Customer loyalty ‘software’.

She 1: “Hi! Haven’t seen you in awhile.”
He: “Open your eyes…”
She 2: “There you are! Where have you been?”
He: “Busy, busy…”

As a MarCom person my antennae are always up in retail outlets, checking out how employees carry the flame of branding –a job usually ascribed to the media savvy folk rather than those on the shop floor.

Take a guess where I overheard the above conversation?

This was at a Starbucks. The Baristas were unfailingly picking out customers by name and product type.
Later, at the milk-and-sugar counter, I commented to Mr. Popular Starbucks Customer that he’s pretty notorious around these parts. “Maybe I should come here in disguise,” he retorted.

Isn’t it amazing how invisible you are in, say, a grocery store that you visit every week (armed with your loyalty card!) We could be disguised as Elvis, for all they care. Nobody notices if we skip a week, shave our goatee, or suddenly begin buying sugar-free products instead of the weekly box of doughnuts. The data is probably there stuck in a silo, gathering cobwebs.

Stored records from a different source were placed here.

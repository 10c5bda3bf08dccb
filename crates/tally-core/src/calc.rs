//! # Financial Calculator
//!
//! Pure functions deriving subtotal, tax, total, profit and margin.
//!
//! ## Calculation Flow
//! ```text
//! ┌─────────────────────────────────────────────────────────────────────────┐
//! │                                                                         │
//! │  expenses[] ──► subtotal ──┬──► tax(subtotal, "10") ──► total           │
//! │  (0 when "no expenses")    │                             │              │
//! │                            │                             ▼              │
//! │                            └────────► profit = charged − expense sum    │
//! │                                         │                               │
//! │                                         ▼                               │
//! │                              margin = profit / subtotal × 100           │
//! │                              (Margin::Undefined when subtotal = 0)      │
//! └─────────────────────────────────────────────────────────────────────────┘
//! ```
//!
//! ## Profit Definition
//! There is one profit definition: `charged − expense sum`. The charged
//! amount is `finalPrice` for priced invoices and the tax-inclusive `total`
//! for rate-computed ones, so in the rate workflow tax counts toward
//! profit. The dashboard series uses the same definition.
//!
//! All outputs are finite: text that does not parse reads as zero.

use rust_decimal::Decimal;
use serde::{Deserialize, Serialize};

use crate::money::Money;
use crate::types::{ExpenseItem, Invoice};

/// Sum of `amount` over all items.
pub fn expense_sum(expenses: &[ExpenseItem]) -> Money {
    expenses.iter().map(|e| e.amount).sum()
}

/// Subtotal of a set of expenses; zero when the "no expenses" flag is set,
/// regardless of what the list still holds.
///
/// ## Example
/// ```rust
/// use tally_core::calc;
/// use tally_core::{ExpenseItem, Money};
///
/// let expenses = vec![
///     ExpenseItem::new("Transporte", Money::parse_or_zero("200.50")),
///     ExpenseItem::new("Comida", Money::parse_or_zero("99.50")),
/// ];
/// assert_eq!(calc::subtotal(&expenses, false), Money::from(300));
/// assert!(calc::subtotal(&expenses, true).is_zero());
/// ```
pub fn subtotal(expenses: &[ExpenseItem], no_expenses: bool) -> Money {
    if no_expenses {
        return Money::zero();
    }
    expense_sum(expenses)
}

/// Reads a tax rate percent from text; unparsable text is a zero rate.
pub fn parse_rate(tax_rate_percent: &str) -> Decimal {
    Money::parse_or_zero(tax_rate_percent).amount()
}

/// `subtotal × rate / 100`.
pub fn tax(subtotal: Money, tax_rate_percent: &str) -> Money {
    subtotal.percent(parse_rate(tax_rate_percent))
}

/// `subtotal + tax`.
#[inline]
pub fn total(subtotal: Money, tax: Money) -> Money {
    subtotal + tax
}

/// `charged − subtotal`; negative means a loss.
#[inline]
pub fn profit(charged_amount: Money, subtotal: Money) -> Money {
    charged_amount - subtotal
}

// =============================================================================
// Margin
// =============================================================================

/// Profit as a percentage of the subtotal.
#[derive(Debug, Clone, Copy, PartialEq, Eq, Serialize, Deserialize)]
#[serde(tag = "kind", content = "percent", rename_all = "camelCase")]
pub enum Margin {
    Percent(Decimal),
    /// The subtotal is zero, so a margin has no meaning.
    Undefined,
}

impl Margin {
    pub fn percent(&self) -> Option<Decimal> {
        match self {
            Margin::Percent(p) => Some(*p),
            Margin::Undefined => None,
        }
    }

    /// Formats the margin with two decimals; `Undefined` renders as `0.00`,
    /// which is what history screens show for expense-free invoices.
    pub fn to_fixed(&self) -> String {
        Money::new(self.percent().unwrap_or_default()).to_fixed(2)
    }
}

/// `profit / subtotal × 100`, or [`Margin::Undefined`] for a zero subtotal.
pub fn profit_margin_percent(profit: Money, subtotal: Money) -> Margin {
    if subtotal.is_zero() {
        return Margin::Undefined;
    }
    profit
        .amount()
        .checked_div(subtotal.amount())
        .and_then(|ratio| ratio.checked_mul(Decimal::ONE_HUNDRED))
        .map(Margin::Percent)
        .unwrap_or(Margin::Undefined)
}

// =============================================================================
// Invoice Profit
// =============================================================================

/// Profit figures of a single closed invoice, as history and export show them.
#[derive(Debug, Clone, Copy, PartialEq, Eq, Serialize, Deserialize)]
#[serde(rename_all = "camelCase")]
pub struct InvoiceProfit {
    pub expense_sum: Money,
    pub charged: Money,
    pub profit: Money,
    pub margin: Margin,
}

impl InvoiceProfit {
    pub fn is_loss(&self) -> bool {
        self.profit.is_negative()
    }
}

/// Computes expense sum, charged amount, profit and margin for an invoice.
pub fn invoice_profit(invoice: &Invoice) -> InvoiceProfit {
    let expense_sum = invoice.expense_sum();
    let charged = invoice.charged_amount();
    let profit = profit(charged, expense_sum);

    InvoiceProfit {
        expense_sum,
        charged,
        profit,
        margin: profit_margin_percent(profit, expense_sum),
    }
}

// =============================================================================
// Unit Tests
// =============================================================================

#[cfg(test)]
mod tests {
    use super::*;
    use crate::types::tests::{expense, priced_invoice, rate_invoice};

    fn m(text: &str) -> Money {
        Money::parse_or_zero(text)
    }

    #[test]
    fn test_subtotal_sums_amounts() {
        let items = vec![expense("a", "1.10"), expense("b", "2.20"), expense("c", "3.30")];
        assert_eq!(subtotal(&items, false), m("6.60"));
        assert!(subtotal(&[], false).is_zero());
    }

    #[test]
    fn test_no_expenses_flag_zeroes_subtotal() {
        let items = vec![expense("a", "50")];
        assert!(subtotal(&items, true).is_zero());
    }

    #[test]
    fn test_tax_and_total_example() {
        let items = vec![expense("Transporte", "200.50"), expense("Comida", "99.50")];
        let s = subtotal(&items, false);
        let t = tax(s, "10");

        assert_eq!(s.to_fixed(2), "300.00");
        assert_eq!(t.to_fixed(2), "30.00");
        assert_eq!(total(s, t).to_fixed(2), "330.00");
    }

    #[test]
    fn test_unparsable_rate_is_zero() {
        assert!(tax(m("300"), "abc").is_zero());
        assert!(tax(m("300"), "").is_zero());
        assert_eq!(tax(m("300"), "16%"), m("48"));
    }

    #[test]
    fn test_total_is_sum() {
        assert_eq!(total(m("10.25"), m("1.75")), m("12"));
        assert_eq!(total(m("0"), m("0")), Money::zero());
    }

    #[test]
    fn test_profit_and_margin() {
        let p = profit(m("150"), m("100"));
        assert_eq!(p, m("50"));
        assert_eq!(profit_margin_percent(p, m("100")), Margin::Percent(Decimal::from(50)));

        let loss = profit(m("80"), m("100"));
        assert_eq!(loss, m("-20"));
        assert_eq!(
            profit_margin_percent(loss, m("100")).percent(),
            Some(Decimal::from(-20))
        );
    }

    #[test]
    fn test_margin_undefined_for_zero_subtotal() {
        let margin = profit_margin_percent(m("100"), Money::zero());
        assert_eq!(margin, Margin::Undefined);
        assert_eq!(margin.percent(), None);
        assert_eq!(margin.to_fixed(), "0.00");
    }

    #[test]
    fn test_margin_serializes_tagged() {
        let json = serde_json::to_string(&Margin::Undefined).unwrap();
        assert_eq!(json, r#"{"kind":"undefined"}"#);
    }

    #[test]
    fn test_invoice_profit_priced() {
        let inv = priced_invoice("Boda", &["40", "60"], "150");
        let figures = invoice_profit(&inv);

        assert_eq!(figures.expense_sum, m("100"));
        assert_eq!(figures.charged, m("150"));
        assert_eq!(figures.profit, m("50"));
        assert!(!figures.is_loss());
    }

    #[test]
    fn test_invoice_profit_rate_counts_tax() {
        let inv = rate_invoice("A", "INV-1000", &["200.50", "99.50"], "330");
        let figures = invoice_profit(&inv);

        assert_eq!(figures.profit, m("30"));
        assert_eq!(figures.margin, Margin::Percent(Decimal::from(10)));
    }
}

I say this, because I am working with a variable data digital printer, who tells me that there is no shortage of information available for marketers to use very creatively, if they could only spend a little more time getting to know the people behind the database!

Of course, Starbucks has invested in the most advanced CRM software solution a company can ever want –its employees, who carry their ‘variable databases’ in their heads.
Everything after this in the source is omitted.